Your goal: Select every line below containing the word "FeedbackSink".
- - - - - - -
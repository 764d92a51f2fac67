//! Conversion between native values and stack slots.
//!
//! [`Encode`] pushes exactly one slot. [`Decode`] reads one slot in place and
//! never changes the stack depth. Supporting a new native type means
//! implementing these two traits for it; nothing in the call or field
//! machinery needs to change.
//!
//! Decoding is strict. Every implementation checks the slot's runtime tag
//! and fails with [`BridgeError::TypeMismatch`] rather than coercing, except
//! that `f32` and `f64` both accept any number, since the runtime stores
//! every number in its native representation.

use std::ffi::{CStr, c_int};

use super::error::{BridgeError, BridgeResult};
use super::persistent::PersistentRef;
use super::stack::{LuaStack, LuaType};
use super::value::StackValue;

/// Pushes a native value as one stack slot.
pub trait Encode {
    fn encode(&self, stack: &LuaStack);
}

/// Reads a stack slot back into a native value.
///
/// The lifetime lets borrowed forms such as `&str` point into the runtime's
/// string storage. Such borrows are only valid while the slot stays on the
/// stack.
pub trait Decode<'s>: Sized {
    /// Tag the slot must carry.
    const LUA_TYPE: LuaType;
    /// Type name used in generated LuaLS annotations.
    const ANNOTATION: &'static str;

    /// # Errors
    ///
    /// `TypeMismatch` when the slot at `index` has the wrong tag.
    fn decode(stack: &'s LuaStack, index: c_int) -> BridgeResult<Self>;
}

fn mismatch(stack: &LuaStack, index: c_int, expected: &'static str) -> BridgeError {
    BridgeError::TypeMismatch {
        expected,
        found: stack.type_of(index).name(),
    }
}

impl<T: Encode + ?Sized> Encode for &T {
    fn encode(&self, stack: &LuaStack) {
        (**self).encode(stack)
    }
}

impl Encode for i32 {
    fn encode(&self, stack: &LuaStack) {
        stack.push_integer(i64::from(*self));
    }
}

impl<'s> Decode<'s> for i32 {
    const LUA_TYPE: LuaType = LuaType::Number;
    const ANNOTATION: &'static str = "integer";

    /// Fails unless the slot is a number with an exact integer value that
    /// fits in 32 bits.
    fn decode(stack: &'s LuaStack, index: c_int) -> BridgeResult<Self> {
        stack.expect_type(index, LuaType::Number)?;
        stack
            .to_integer(index)
            .and_then(|n| i32::try_from(n).ok())
            .ok_or_else(|| mismatch(stack, index, "32-bit integer"))
    }
}

impl Encode for f32 {
    fn encode(&self, stack: &LuaStack) {
        stack.push_number(f64::from(*self));
    }
}

impl<'s> Decode<'s> for f32 {
    const LUA_TYPE: LuaType = LuaType::Number;
    const ANNOTATION: &'static str = "number";

    /// Fails unless the slot is a number.
    fn decode(stack: &'s LuaStack, index: c_int) -> BridgeResult<Self> {
        stack.expect_type(index, LuaType::Number)?;
        stack
            .to_number(index)
            .map(|n| n as f32)
            .ok_or_else(|| mismatch(stack, index, "number"))
    }
}

impl Encode for f64 {
    fn encode(&self, stack: &LuaStack) {
        stack.push_number(*self);
    }
}

impl<'s> Decode<'s> for f64 {
    const LUA_TYPE: LuaType = LuaType::Number;
    const ANNOTATION: &'static str = "number";

    /// Fails unless the slot is a number.
    fn decode(stack: &'s LuaStack, index: c_int) -> BridgeResult<Self> {
        stack.expect_type(index, LuaType::Number)?;
        stack
            .to_number(index)
            .ok_or_else(|| mismatch(stack, index, "number"))
    }
}

impl Encode for bool {
    fn encode(&self, stack: &LuaStack) {
        stack.push_boolean(*self);
    }
}

impl<'s> Decode<'s> for bool {
    const LUA_TYPE: LuaType = LuaType::Boolean;
    const ANNOTATION: &'static str = "boolean";

    /// Fails unless the slot is a boolean; truthiness of other values is not
    /// accepted.
    fn decode(stack: &'s LuaStack, index: c_int) -> BridgeResult<Self> {
        stack.expect_type(index, LuaType::Boolean)?;
        Ok(stack.to_boolean(index))
    }
}

impl Encode for CStr {
    fn encode(&self, stack: &LuaStack) {
        stack.push_cstr(self);
    }
}

impl<'s> Decode<'s> for &'s CStr {
    const LUA_TYPE: LuaType = LuaType::String;
    const ANNOTATION: &'static str = "string";

    /// Fails unless the slot is a string. The view ends at the first NUL.
    fn decode(stack: &'s LuaStack, index: c_int) -> BridgeResult<Self> {
        stack
            .to_cstr(index)
            .ok_or_else(|| mismatch(stack, index, "string"))
    }
}

impl Encode for str {
    fn encode(&self, stack: &LuaStack) {
        stack.push_str(self);
    }
}

impl<'s> Decode<'s> for &'s str {
    const LUA_TYPE: LuaType = LuaType::String;
    const ANNOTATION: &'static str = "string";

    /// Fails unless the slot is a string holding valid UTF-8.
    fn decode(stack: &'s LuaStack, index: c_int) -> BridgeResult<Self> {
        let bytes = stack
            .to_bytes(index)
            .ok_or_else(|| mismatch(stack, index, "string"))?;
        std::str::from_utf8(bytes).map_err(|_| BridgeError::TypeMismatch {
            expected: "utf-8 string",
            found: "binary string",
        })
    }
}

impl Encode for String {
    fn encode(&self, stack: &LuaStack) {
        stack.push_str(self);
    }
}

impl<'s> Decode<'s> for String {
    const LUA_TYPE: LuaType = LuaType::String;
    const ANNOTATION: &'static str = "string";

    /// Fails unless the slot is a string. Invalid UTF-8 is replaced.
    fn decode(stack: &'s LuaStack, index: c_int) -> BridgeResult<Self> {
        stack
            .to_bytes(index)
            .map(|bytes| String::from_utf8_lossy(bytes).into_owned())
            .ok_or_else(|| mismatch(stack, index, "string"))
    }
}

impl Encode for StackValue {
    fn encode(&self, stack: &LuaStack) {
        match self {
            StackValue::Nil => stack.push_nil(),
            StackValue::Boolean(b) => stack.push_boolean(*b),
            StackValue::Integer(n) => stack.push_integer(*n),
            StackValue::Float(n) => stack.push_number(f64::from(*n)),
            StackValue::Double(n) => stack.push_number(*n),
            StackValue::String(s) => stack.push_str(s),
            StackValue::Function(reference) | StackValue::Userdata(reference) => {
                reference.push(stack);
            }
        }
    }
}

impl<'s> Decode<'s> for StackValue {
    const LUA_TYPE: LuaType = LuaType::None;
    const ANNOTATION: &'static str = "any";

    /// Accepts every tag with a variant. Functions and full userdata are
    /// captured as registry references owned by the returned value. Tables,
    /// threads and light userdata fail with `UnsupportedType`.
    fn decode(stack: &'s LuaStack, index: c_int) -> BridgeResult<Self> {
        let value = match stack.type_of(index) {
            LuaType::None | LuaType::Nil => StackValue::Nil,
            LuaType::Boolean => StackValue::Boolean(stack.to_boolean(index)),
            LuaType::Number if stack.is_integer(index) => {
                StackValue::Integer(stack.to_integer(index).unwrap_or_default())
            }
            LuaType::Number => StackValue::Double(stack.to_number(index).unwrap_or_default()),
            LuaType::String => StackValue::String(String::decode(stack, index)?),
            LuaType::Function => StackValue::Function(PersistentRef::from_slot(stack, index)),
            LuaType::Userdata => StackValue::Userdata(PersistentRef::from_slot(stack, index)),
            other @ (LuaType::Table | LuaType::Thread | LuaType::LightUserdata) => {
                return Err(BridgeError::UnsupportedType(format!(
                    "{} has no stack value representation",
                    other.name()
                )));
            }
        };
        Ok(value)
    }
}

/// An ordered argument list for a script call.
///
/// Implemented for `()`, tuples of up to eight [`Encode`] values, and slices
/// or vectors of pre-encoded [`StackValue`]s. Arguments are pushed strictly
/// left to right.
pub trait PushArgs {
    /// Number of slots [`PushArgs::push_all`] will push.
    fn count(&self) -> usize;

    /// Pushes every argument and returns how many were pushed.
    fn push_all(&self, stack: &LuaStack) -> usize;
}

impl PushArgs for () {
    fn count(&self) -> usize {
        0
    }

    fn push_all(&self, _stack: &LuaStack) -> usize {
        0
    }
}

impl PushArgs for [StackValue] {
    fn count(&self) -> usize {
        self.len()
    }

    fn push_all(&self, stack: &LuaStack) -> usize {
        for value in self {
            value.encode(stack);
        }
        self.count()
    }
}

impl PushArgs for Vec<StackValue> {
    fn count(&self) -> usize {
        self.as_slice().count()
    }

    fn push_all(&self, stack: &LuaStack) -> usize {
        self.as_slice().push_all(stack)
    }
}

impl<A: PushArgs + ?Sized> PushArgs for &A {
    fn count(&self) -> usize {
        (**self).count()
    }

    fn push_all(&self, stack: &LuaStack) -> usize {
        (**self).push_all(stack)
    }
}

macro_rules! impl_push_args {
    ($count:expr; $($name:ident),+) => {
        impl<$($name: Encode),+> PushArgs for ($($name,)+) {
            fn count(&self) -> usize {
                $count
            }

            #[allow(non_snake_case)]
            fn push_all(&self, stack: &LuaStack) -> usize {
                let ($($name,)+) = self;
                $( $name.encode(stack); )+
                $count
            }
        }
    };
}

impl_push_args!(1; A);
impl_push_args!(2; A, B);
impl_push_args!(3; A, B, C);
impl_push_args!(4; A, B, C, D);
impl_push_args!(5; A, B, C, D, E);
impl_push_args!(6; A, B, C, D, E, F);
impl_push_args!(7; A, B, C, D, E, F, G);
impl_push_args!(8; A, B, C, D, E, F, G, H);
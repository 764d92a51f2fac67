//! Error taxonomy for the Lua bridge.
//!
//! Contract violations between scripts and native code (`TypeMismatch`,
//! `NotAFunction`, `NotATable`, `UnknownField`) surface as values here when a
//! host-facing operation detects them. Inside Lua callbacks they are logged
//! with the calling script's `file:line` tag instead, since a callback cannot
//! return a Rust error to the script.

use std::ffi::c_int;
use std::fmt;

use mlua::ffi;
use thiserror::Error;

/// Result alias used by every bridge operation.
pub type BridgeResult<T> = Result<T, BridgeError>;

/// Classification of a failed protected call.
#[derive(Debug, Clone, Copy, PartialEq, Eq)]
pub enum CallErrorCode {
    /// The script raised an error (`LUA_ERRRUN`).
    RuntimeError,
    /// The allocator failed (`LUA_ERRMEM`).
    MemoryError,
    /// The message handler itself raised an error (`LUA_ERRERR`).
    ErrorInErrorHandler,
    /// Any status the runtime reports that is not part of the taxonomy above.
    Other(c_int),
}

impl CallErrorCode {
    /// Maps a raw `lua_pcall` status to a code. Returns `None` for `LUA_OK`.
    pub fn from_status(status: c_int) -> Option<Self> {
        match status {
            ffi::LUA_OK => None,
            ffi::LUA_ERRRUN => Some(Self::RuntimeError),
            ffi::LUA_ERRMEM => Some(Self::MemoryError),
            ffi::LUA_ERRERR => Some(Self::ErrorInErrorHandler),
            other => Some(Self::Other(other)),
        }
    }

    /// The runtime's name for this status.
    pub fn name(&self) -> &'static str {
        match self {
            Self::RuntimeError => "LUA_ERRRUN",
            Self::MemoryError => "LUA_ERRMEM",
            Self::ErrorInErrorHandler => "LUA_ERRERR",
            Self::Other(_) => "LUA_ERRUNKNOWN",
        }
    }
}

impl fmt::Display for CallErrorCode {
    fn fmt(&self, f: &mut fmt::Formatter<'_>) -> fmt::Result {
        match self {
            Self::Other(status) => write!(f, "{} ({status})", self.name()),
            _ => f.write_str(self.name()),
        }
    }
}

/// Every failure the bridge can report.
#[derive(Debug, Error)]
pub enum BridgeError {
    /// The value on the stack does not carry the tag the native type needs.
    #[error("type mismatch: expected {expected}, found {found}")]
    TypeMismatch {
        expected: &'static str,
        found: &'static str,
    },

    /// No conversion exists for the requested value or native type.
    #[error("unsupported type: {0}")]
    UnsupportedType(String),

    /// Name or path resolution ended on something that cannot be called.
    #[error("'{name}' is not a function (found {found})")]
    NotAFunction { name: String, found: &'static str },

    /// An intermediate path segment is not a table.
    #[error("'{name}' is not a table (found {found})")]
    NotATable { name: String, found: &'static str },

    /// Field access on a native type for a name that was never registered.
    #[error("unknown field '{field}' on {type_name}")]
    UnknownField { type_name: String, field: String },

    /// A protected call failed inside the runtime.
    #[error("{code}: {message}")]
    Call {
        code: CallErrorCode,
        message: String,
    },

    /// A chunk failed to compile.
    #[error("syntax error: {0}")]
    Syntax(String),

    /// A name that has to cross into C contains an interior NUL byte.
    #[error("invalid name {0:?}: contains a NUL byte")]
    InvalidName(String),

    /// The runtime refused to grow the evaluation stack.
    #[error("cannot reserve {0} stack slots")]
    StackOverflow(c_int),

    /// A script file could not be read.
    #[error("failed to read {path}: {source}")]
    Io {
        path: String,
        #[source]
        source: std::io::Error,
    },
}
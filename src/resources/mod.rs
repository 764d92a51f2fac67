//! Long-lived engine services.
//!
//! Overview
//! - `input` – keyboard state and the engine key-name table
//! - `lua_runtime` – the Lua binding layer and runtime facade
//! - `scriptconfig` – INI-backed settings for the script runtime
pub mod input;
pub mod lua_runtime;
pub mod scriptconfig;
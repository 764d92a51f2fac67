use storytime::components::color::Color;
use storytime::components::nametag::NameTag;
use storytime::components::register_engine_types;
use storytime::components::vec2::Vec2;
use storytime::resources::lua_runtime::{BridgeError, CallErrorCode, LuaRuntime, Usertype};

fn engine_runtime() -> LuaRuntime {
    let mut rt = LuaRuntime::new().unwrap();
    register_engine_types(&mut rt).unwrap();
    rt
}

fn read_global<T: 'static, R>(rt: &LuaRuntime, usertype: &Usertype<T>, name: &str, f: impl FnOnce(&mut T) -> R) -> R {
    let stack = rt.stack();
    stack.push_global(name).unwrap();
    let value = usertype.with_instance(stack, -1, f);
    stack.pop(1);
    value.unwrap()
}

#[test]
fn script_writes_are_visible_natively() {
    let rt = engine_runtime();
    rt.exec("pos = Vec2.new(); pos.x = 12.5; pos.y = -3", "=test").unwrap();

    let vec2 = rt.usertype::<Vec2>("Vec2").unwrap();
    let native = read_global(&rt, &vec2, "pos", |v| *v);
    assert_eq!(native, Vec2::new(12.5, -3.0));
    assert_eq!(rt.stack().top(), 0);
}

#[test]
fn native_writes_are_visible_to_scripts() {
    let rt = engine_runtime();
    rt.exec("tag = NameTag.new()", "=test").unwrap();

    let nametag = rt.usertype::<NameTag>("NameTag").unwrap();
    read_global(&rt, &nametag, "tag", |t| {
        t.name = "Mira".to_string();
        t.layer = 4;
    });
    rt.exec("summary = tag.name .. '@' .. tag.layer .. ':' .. tostring(tag.visible)", "=test")
        .unwrap();
    assert_eq!(rt.global::<String>("summary").unwrap(), "Mira@4:true");
}

#[test]
fn defaults_come_from_native_default() {
    let rt = engine_runtime();
    rt.exec("c = Color.new(); sum = c.r + c.g + c.b + c.a", "=test").unwrap();
    assert_eq!(rt.global::<i32>("sum").unwrap(), 4 * 255);
}

#[test]
#[cfg(debug_assertions)]
fn contract_violations_fail_the_script() {
    let rt = engine_runtime();
    rt.exec("c = Color.new()", "@scripts/paint.lua").unwrap();
    for source in ["c.r = 'red'", "c.r = 1.5", "c.q = 3", "missing = c.q"] {
        assert!(
            matches!(
                rt.exec(source, "@scripts/paint.lua"),
                Err(BridgeError::Call { code: CallErrorCode::RuntimeError, .. })
            ),
            "{source}"
        );
    }
    let color = rt.usertype::<Color>("Color").unwrap();
    assert_eq!(read_global(&rt, &color, "c", |c| *c), Color::WHITE);
    assert_eq!(rt.stack().top(), 0);
}

#[test]
#[cfg(not(debug_assertions))]
fn contract_violations_are_skipped() {
    let rt = engine_runtime();
    rt.exec(
        "c = Color.new(); c.r = 'red'; c.r = 1.5; c.q = 3; missing = c.q",
        "@scripts/paint.lua",
    )
    .unwrap();
    let color = rt.usertype::<Color>("Color").unwrap();
    assert_eq!(read_global(&rt, &color, "c", |c| *c), Color::WHITE);
    rt.exec("is_nil = missing == nil", "=test").unwrap();
    assert!(rt.global::<bool>("is_nil").unwrap());
}

#[test]
fn duplicate_registration_applies_to_new_instances() {
    #[derive(Default)]
    struct Stats {
        hp: i32,
        mp: i32,
    }

    let mut rt = LuaRuntime::new().unwrap();
    let first = rt.register_type::<Stats>("Stats").unwrap();
    first.with_field("hp", |s| &mut s.hp);
    rt.exec("old = Stats.new(); old.hp = 10", "=test").unwrap();

    let second = rt.register_type::<Stats>("Stats").unwrap();
    second.with_field("mp", |s| &mut s.mp);
    rt.exec("new = Stats.new(); new.mp = 5", "=test").unwrap();
    assert!(!second.has_field("hp"));

    rt.stack().push_global("old").unwrap();
    assert!(first.is_instance(rt.stack(), -1));
    assert!(!second.is_instance(rt.stack(), -1));
    rt.stack().pop(1);

    assert_eq!(read_global(&rt, &first, "old", |s| s.hp), 10);
    assert_eq!(read_global(&rt, &second, "new", |s| (s.hp, s.mp)), (0, 5));
    rt.exec("same = getmetatable(new) == Stats and getmetatable(old) ~= Stats", "=test")
        .unwrap();
    assert!(rt.global::<bool>("same").unwrap());
    assert_eq!(rt.usertypes().len(), 1);
}

#[test]
fn fields_added_later_reach_existing_instances() {
    let rt = engine_runtime();
    rt.exec("early = Vec2.new(); early.x = 1", "=test").unwrap();
    let vec2 = rt.usertype::<Vec2>("Vec2").unwrap();
    vec2.with_field("len_hint", |v| &mut v.y);
    rt.exec("early.len_hint = 8", "=test").unwrap();
    assert_eq!(read_global(&rt, &vec2, "early", |v| v.y), 8.0);
}

#[test]
fn usertype_lookup_checks_native_type() {
    let rt = engine_runtime();
    assert!(rt.usertype::<Vec2>("Vec2").is_some());
    assert!(rt.usertype::<Color>("Vec2").is_none());
    assert!(rt.usertype::<Vec2>("Quaternion").is_none());
}

#[test]
fn instances_outlive_the_host_handles() {
    let rt = engine_runtime();
    {
        let vec2 = rt.usertype::<Vec2>("Vec2").unwrap();
        drop(vec2);
    }
    rt.exec("local v = Vec2.new(); v.x = 3; v.y = 4; len2 = v.x * v.x + v.y * v.y", "=test")
        .unwrap();
    assert_eq!(rt.global::<f64>("len2").unwrap(), 25.0);
}
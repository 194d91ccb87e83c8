//! Terminal front end: the same controller, driven from stdin.

use std::cell::Cell;
use std::error::Error;
use std::rc::Rc;

use async_trait::async_trait;
use quiz_core::model::{QuizId, SessionPhase};
use services::{
    AppServices, ConfirmPrompt, Confirmer, FeedbackSignal, FeedbackSink, HistoryWrite,
    NavigationTarget, Navigator, QuizSessionController, Resolution, SessionCapabilities,
};
use tokio::io::{AsyncBufReadExt, BufReader, Lines, Stdin};
use tokio::sync::Mutex;

#[derive(Clone)]
struct TerminalInput {
    lines: Rc<Mutex<Lines<BufReader<Stdin>>>>,
}

impl TerminalInput {
    fn new() -> Self {
        Self {
            lines: Rc::new(Mutex::new(BufReader::new(tokio::io::stdin()).lines())),
        }
    }

    /// Next trimmed line, `None` on end of input.
    async fn read_line(&self) -> std::io::Result<Option<String>> {
        let mut lines = self.lines.lock().await;
        Ok(lines.next_line().await?.map(|line| line.trim().to_owned()))
    }
}

#[derive(Default)]
struct TerminalNavigator {
    last: Cell<Option<NavigationTarget>>,
}

impl Navigator for TerminalNavigator {
    fn go_to(&self, target: NavigationTarget) {
        self.last.set(Some(target));
    }
}

struct TerminalConfirmer {
    input: TerminalInput,
}

#[async_trait(?Send)]
impl Confirmer for TerminalConfirmer {
    async fn confirm(&self, prompt: &ConfirmPrompt) -> Option<usize> {
        println!("{}: {}", prompt.title, prompt.message);
        for (index, option) in prompt.options.iter().enumerate() {
            println!("  {}) {}", index + 1, option.label);
        }
        match self.input.read_line().await {
            Ok(Some(line)) => line
                .parse::<usize>()
                .ok()
                .and_then(|choice| choice.checked_sub(1)),
            Ok(None) => None,
            Err(err) => {
                tracing::warn!(error = %err, "failed to read confirmation");
                None
            }
        }
    }
}

struct TerminalFeedback;

#[async_trait(?Send)]
impl FeedbackSink for TerminalFeedback {
    async fn play(&self, signal: FeedbackSignal) {
        match signal {
            FeedbackSignal::Shake => println!("  Wrong answer."),
        }
    }
}

fn print_question(controller: &QuizSessionController) {
    let Some(session) = controller.session() else {
        return;
    };
    let progress = session.progress();
    let question = session.current_question();

    println!();
    println!("[{}/{}] {}", progress.current, progress.total, question.title());
    for (index, alternative) in question.alternatives().iter().enumerate() {
        let marker = if session.selected() == Some(index) { '*' } else { ' ' };
        println!(" {marker}{}) {alternative}", index + 1);
    }
    if session.awaiting_advance() {
        println!("Press Enter to continue.");
    } else {
        println!("Number to select, Enter to confirm, s to skip, q to stop.");
    }
}

/// Pick a quiz from the catalog when none was given on the command line.
async fn choose_quiz(
    services: &AppServices,
    input: &TerminalInput,
) -> Result<Option<QuizId>, Box<dyn Error>> {
    let quizzes = services.catalog().list(None);
    for (index, item) in quizzes.iter().enumerate() {
        println!("  {}) {} [{}]", index + 1, item.title, item.level);
    }
    println!("Choose a quiz:");
    let Some(line) = input.read_line().await? else {
        return Ok(None);
    };
    let picked = line
        .parse::<usize>()
        .ok()
        .and_then(|choice| choice.checked_sub(1))
        .and_then(|index| quizzes.get(index));
    Ok(picked.map(|item| item.id.clone()))
}

/// Play one quiz in the terminal until it finishes or the user stops.
///
/// # Errors
///
/// Returns an error if stdin fails or the quiz cannot be loaded.
pub async fn play(services: &AppServices, quiz: Option<QuizId>) -> Result<(), Box<dyn Error>> {
    let input = TerminalInput::new();
    let quiz_id = match quiz {
        Some(id) => id,
        None => match choose_quiz(services, &input).await? {
            Some(id) => id,
            None => {
                println!("No quiz selected.");
                return Ok(());
            }
        },
    };

    let navigator = Rc::new(TerminalNavigator::default());
    let capabilities = SessionCapabilities::new(
        navigator.clone(),
        Rc::new(TerminalConfirmer {
            input: input.clone(),
        }),
        Rc::new(TerminalFeedback),
    );
    let mut controller = services.quiz_sessions().controller(capabilities);
    let quiz_title = controller.load_quiz(&quiz_id)?.quiz().title().to_owned();
    println!("{quiz_title}");

    while controller.phase() == SessionPhase::Active {
        print_question(&controller);
        let Some(line) = input.read_line().await? else {
            controller.abort()?;
            break;
        };

        match line.as_str() {
            "" | "c" => {
                let alternatives = controller
                    .session()
                    .map(|session| session.current_question().alternatives().to_vec())
                    .unwrap_or_default();
                let report = controller.confirm_answer().await?;
                match report.resolution {
                    Resolution::Correct => println!("  Correct!"),
                    Resolution::Incorrect { correct_index } => {
                        if let Some(answer) = alternatives.get(correct_index) {
                            println!("  The answer was: {answer}");
                        }
                    }
                    Resolution::SkipDeclined => println!("  Pick an alternative first."),
                    Resolution::Skipped | Resolution::Continued => {}
                }
            }
            "s" => {
                controller.request_skip().await?;
            }
            "q" => {
                controller.request_stop().await?;
            }
            other => match other.parse::<usize>().ok().and_then(|n| n.checked_sub(1)) {
                Some(index) => {
                    if let Err(err) = controller.select_alternative(index) {
                        println!("  {err}");
                    }
                }
                None => println!("  Unknown input: {other}"),
            },
        }
    }

    match navigator.last.get() {
        Some(NavigationTarget::Finish { points, total }) => {
            println!();
            println!("Finished: {points}/{total}");
            if let Some(HistoryWrite::Failed(reason)) =
                controller.last_completion().map(|report| &report.write)
            {
                eprintln!("history was not saved: {reason}");
            }
        }
        _ => println!("Quiz stopped."),
    }
    Ok(())
}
- - - - - - -
Reply:
    AppServices, ConfirmPrompt, Confirmer, FeedbackSignal, FeedbackSink, HistoryWrite,
impl FeedbackSink for TerminalFeedback {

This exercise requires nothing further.